Other efforts include collaboration with VA’s Office of Patient Care Services to increase access for HCV treatment through a transformational program called SCAN/ECHO, training primary-care providers to evaluate and treat HCV patients, especially those who live in rural areas. This innovative program will increase the number of VA providers providing HCV care and reduce travel and wait times for veterans with HCV.
Finally, the National HCV Program is making a major effort to support local quality improvement initiatives in HCV care.

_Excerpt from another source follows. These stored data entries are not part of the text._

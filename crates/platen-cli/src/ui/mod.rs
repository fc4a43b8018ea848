//! Terminal UI utilities for status lines, spinners, and summaries.
//!
//! Everything here writes to stderr so stdout stays free for piping. Colors
//! degrade gracefully when the terminal doesn't support them.
//!
//! # Examples
//!
//! ```no_run
//! use platen_cli::ui;
//!
//! ui::init_colors(false);
//! ui::banner("build");
//!
//! let spinner = ui::Spinner::new("Running pelican...");
//! spinner.finish("Site generated");
//!
//! ui::success("Build complete");
//! ui::error("Failed to clean output directory");
//! ```

mod format;
mod messages;
mod spinner;

pub use format::{format_duration, format_size, print_site_summary};
pub use messages::{banner, captured_output, error, info, success, warning};
pub use spinner::Spinner;

use owo_colors::{OwoColorize, Style};

/// Check if running in a CI environment.
pub fn is_ci() -> bool {
    std::env::var("CI").is_ok()
        || std::env::var("GITHUB_ACTIONS").is_ok()
        || std::env::var("GITLAB_CI").is_ok()
}

/// Check if color output should be enabled.
///
/// Respects NO_COLOR and FORCE_COLOR environment variables, falls back to
/// terminal capability detection.
pub fn should_use_color() -> bool {
    if std::env::var("NO_COLOR").is_ok() {
        return false;
    }

    if std::env::var("FORCE_COLOR").is_ok() {
        return true;
    }

    console::user_attended_stderr()
}

/// Initialize color support based on environment and the `--no-color` flag.
///
/// Should be called early in `main`.
pub fn init_colors(no_color: bool) {
    console::set_colors_enabled_stderr(!no_color && should_use_color());
}

/// Style `text` for stderr, or leave it plain when colors are off.
pub(crate) fn paint(text: &str, style: Style) -> String {
    if console::colors_enabled_stderr() {
        text.style(style).to_string()
    } else {
        text.to_string()
    }
}

/// Whether animated output (spinners) makes sense here.
pub(crate) fn is_interactive() -> bool {
    !is_ci() && console::user_attended_stderr()
}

In 2011, funds were awarded to teams at 15 VA facilities to develop and execute quality improvement projects designed to improve chronic HCV care at their VA medical center or community-based outpatient clinics by improving HCV screening, treatment and/or access to care, patient education, provider education, administration and monitoring of new antiviral therapies, management of cirrhosis and end-stage liver disease, management of comorbid conditions and/or early diagnosis and treatment of HCC.
In summary, this is a very exciting time in the field of HCV care. Prospects for even more effective and less toxic HCV drugs may well allow cure of the majority of in¬fected veterans. At the same time, progress in managing treatment-limiting comorbidities carries the promise of increasing access to antiviral therapy, as well as addressing the problems caused by these conditions in their own right. VA will continue to make diagnosis, treatment and care of veterans with HCV a priority.